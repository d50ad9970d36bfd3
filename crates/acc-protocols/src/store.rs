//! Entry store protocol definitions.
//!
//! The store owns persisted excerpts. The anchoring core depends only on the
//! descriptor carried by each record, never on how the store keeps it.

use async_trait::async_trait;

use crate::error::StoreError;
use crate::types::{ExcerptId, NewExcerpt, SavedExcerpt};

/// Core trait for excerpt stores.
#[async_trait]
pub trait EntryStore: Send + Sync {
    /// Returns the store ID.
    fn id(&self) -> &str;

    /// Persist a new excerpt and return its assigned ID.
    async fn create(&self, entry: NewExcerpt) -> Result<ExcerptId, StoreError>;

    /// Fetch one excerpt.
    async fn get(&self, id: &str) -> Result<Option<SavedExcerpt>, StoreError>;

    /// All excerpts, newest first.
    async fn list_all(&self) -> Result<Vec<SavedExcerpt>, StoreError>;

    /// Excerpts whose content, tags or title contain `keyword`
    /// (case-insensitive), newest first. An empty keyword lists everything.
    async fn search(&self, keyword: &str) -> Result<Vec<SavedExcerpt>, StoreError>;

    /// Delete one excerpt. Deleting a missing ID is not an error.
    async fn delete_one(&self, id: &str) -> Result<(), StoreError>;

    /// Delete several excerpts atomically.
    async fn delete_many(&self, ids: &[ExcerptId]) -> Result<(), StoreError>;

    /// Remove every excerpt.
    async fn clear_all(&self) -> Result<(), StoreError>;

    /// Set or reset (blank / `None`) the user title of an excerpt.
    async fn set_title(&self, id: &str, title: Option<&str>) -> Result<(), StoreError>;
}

§ §

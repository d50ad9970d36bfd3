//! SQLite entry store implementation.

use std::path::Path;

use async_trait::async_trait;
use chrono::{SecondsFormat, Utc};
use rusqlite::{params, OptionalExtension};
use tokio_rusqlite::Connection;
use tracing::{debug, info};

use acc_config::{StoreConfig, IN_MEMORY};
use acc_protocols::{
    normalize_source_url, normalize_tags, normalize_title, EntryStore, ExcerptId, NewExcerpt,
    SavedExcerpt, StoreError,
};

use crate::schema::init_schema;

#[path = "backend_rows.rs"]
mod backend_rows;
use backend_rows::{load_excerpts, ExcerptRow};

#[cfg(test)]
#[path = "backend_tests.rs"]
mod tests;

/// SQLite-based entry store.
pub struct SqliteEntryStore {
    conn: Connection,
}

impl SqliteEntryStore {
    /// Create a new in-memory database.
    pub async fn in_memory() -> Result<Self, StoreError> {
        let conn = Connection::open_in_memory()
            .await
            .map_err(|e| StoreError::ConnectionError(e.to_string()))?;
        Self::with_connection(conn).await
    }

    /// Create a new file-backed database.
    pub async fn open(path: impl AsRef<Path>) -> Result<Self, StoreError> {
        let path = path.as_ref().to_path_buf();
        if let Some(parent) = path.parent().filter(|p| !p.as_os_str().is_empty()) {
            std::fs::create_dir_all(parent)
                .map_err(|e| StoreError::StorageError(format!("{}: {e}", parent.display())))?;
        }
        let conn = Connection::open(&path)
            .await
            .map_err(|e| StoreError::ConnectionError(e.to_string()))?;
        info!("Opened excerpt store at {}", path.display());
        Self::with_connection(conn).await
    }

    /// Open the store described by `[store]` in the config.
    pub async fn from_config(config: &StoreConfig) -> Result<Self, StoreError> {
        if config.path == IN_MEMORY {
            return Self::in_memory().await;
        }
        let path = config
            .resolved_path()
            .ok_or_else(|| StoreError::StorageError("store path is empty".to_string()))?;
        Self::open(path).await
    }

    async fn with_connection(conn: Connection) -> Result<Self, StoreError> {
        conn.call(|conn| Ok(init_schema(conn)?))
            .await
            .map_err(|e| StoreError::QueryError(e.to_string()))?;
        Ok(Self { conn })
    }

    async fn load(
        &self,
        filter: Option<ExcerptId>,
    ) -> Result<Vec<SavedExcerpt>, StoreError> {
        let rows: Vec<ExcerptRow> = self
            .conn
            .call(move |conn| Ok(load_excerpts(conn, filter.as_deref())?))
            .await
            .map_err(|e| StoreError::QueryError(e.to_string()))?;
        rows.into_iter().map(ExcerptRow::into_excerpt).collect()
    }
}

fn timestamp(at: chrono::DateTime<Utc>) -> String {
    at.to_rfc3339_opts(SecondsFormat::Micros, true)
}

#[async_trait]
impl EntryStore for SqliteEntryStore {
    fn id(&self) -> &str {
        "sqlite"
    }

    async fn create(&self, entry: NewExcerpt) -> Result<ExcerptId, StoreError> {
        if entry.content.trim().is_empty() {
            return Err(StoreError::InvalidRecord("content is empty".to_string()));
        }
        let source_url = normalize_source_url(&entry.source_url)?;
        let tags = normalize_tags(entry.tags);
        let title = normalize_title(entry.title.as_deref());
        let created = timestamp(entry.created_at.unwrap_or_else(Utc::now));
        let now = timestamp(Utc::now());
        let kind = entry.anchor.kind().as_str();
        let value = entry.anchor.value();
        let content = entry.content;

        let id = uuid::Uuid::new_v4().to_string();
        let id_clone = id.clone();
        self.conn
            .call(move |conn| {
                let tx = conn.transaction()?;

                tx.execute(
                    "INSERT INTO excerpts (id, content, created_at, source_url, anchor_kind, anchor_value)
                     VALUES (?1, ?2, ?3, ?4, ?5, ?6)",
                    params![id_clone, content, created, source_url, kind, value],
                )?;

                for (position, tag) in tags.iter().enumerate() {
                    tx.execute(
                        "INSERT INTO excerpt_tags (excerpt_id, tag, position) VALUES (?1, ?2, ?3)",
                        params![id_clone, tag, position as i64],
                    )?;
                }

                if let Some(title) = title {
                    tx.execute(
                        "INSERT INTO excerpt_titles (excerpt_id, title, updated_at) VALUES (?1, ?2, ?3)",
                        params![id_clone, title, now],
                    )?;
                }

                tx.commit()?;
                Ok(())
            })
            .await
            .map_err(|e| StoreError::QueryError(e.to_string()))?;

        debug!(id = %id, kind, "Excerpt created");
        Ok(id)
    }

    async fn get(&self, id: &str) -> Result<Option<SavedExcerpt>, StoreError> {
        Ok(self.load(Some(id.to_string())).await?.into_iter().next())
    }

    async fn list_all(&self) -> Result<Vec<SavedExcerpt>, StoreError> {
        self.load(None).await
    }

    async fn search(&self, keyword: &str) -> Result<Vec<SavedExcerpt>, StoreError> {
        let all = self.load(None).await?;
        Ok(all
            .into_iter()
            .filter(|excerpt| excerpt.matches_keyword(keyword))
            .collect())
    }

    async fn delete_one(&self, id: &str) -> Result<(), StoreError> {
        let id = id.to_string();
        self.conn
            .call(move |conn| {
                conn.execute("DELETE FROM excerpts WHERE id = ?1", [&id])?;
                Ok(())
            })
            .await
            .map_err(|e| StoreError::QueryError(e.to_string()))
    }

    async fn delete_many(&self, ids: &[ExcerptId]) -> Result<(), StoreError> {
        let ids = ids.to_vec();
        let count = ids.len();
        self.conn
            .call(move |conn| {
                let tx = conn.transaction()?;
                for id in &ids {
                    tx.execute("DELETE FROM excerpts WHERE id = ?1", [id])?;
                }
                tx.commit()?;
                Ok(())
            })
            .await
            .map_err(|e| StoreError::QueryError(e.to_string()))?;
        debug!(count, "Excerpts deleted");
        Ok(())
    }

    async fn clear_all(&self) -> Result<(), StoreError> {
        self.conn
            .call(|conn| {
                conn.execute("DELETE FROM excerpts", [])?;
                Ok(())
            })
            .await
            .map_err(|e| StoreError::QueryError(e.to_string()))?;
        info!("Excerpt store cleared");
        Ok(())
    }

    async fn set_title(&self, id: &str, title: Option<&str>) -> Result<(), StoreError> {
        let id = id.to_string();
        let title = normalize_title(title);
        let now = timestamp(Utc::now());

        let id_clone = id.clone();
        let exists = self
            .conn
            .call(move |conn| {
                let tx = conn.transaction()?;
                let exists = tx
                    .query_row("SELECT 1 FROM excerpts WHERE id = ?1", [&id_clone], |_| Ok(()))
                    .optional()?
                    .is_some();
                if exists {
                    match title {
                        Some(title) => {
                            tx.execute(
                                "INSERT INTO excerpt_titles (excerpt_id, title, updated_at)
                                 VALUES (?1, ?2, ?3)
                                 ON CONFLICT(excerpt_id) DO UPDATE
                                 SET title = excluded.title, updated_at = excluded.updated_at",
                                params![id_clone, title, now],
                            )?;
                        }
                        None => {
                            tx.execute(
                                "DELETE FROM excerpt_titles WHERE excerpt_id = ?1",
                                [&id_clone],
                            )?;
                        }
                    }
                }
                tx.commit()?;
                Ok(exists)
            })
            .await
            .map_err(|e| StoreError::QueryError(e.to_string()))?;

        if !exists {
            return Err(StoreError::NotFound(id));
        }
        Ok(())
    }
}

§ §

▸ TASK TO COMPLETE: Please work out how many lines above carry "filter", writing only the result.

▸ FINISHED TASK: 4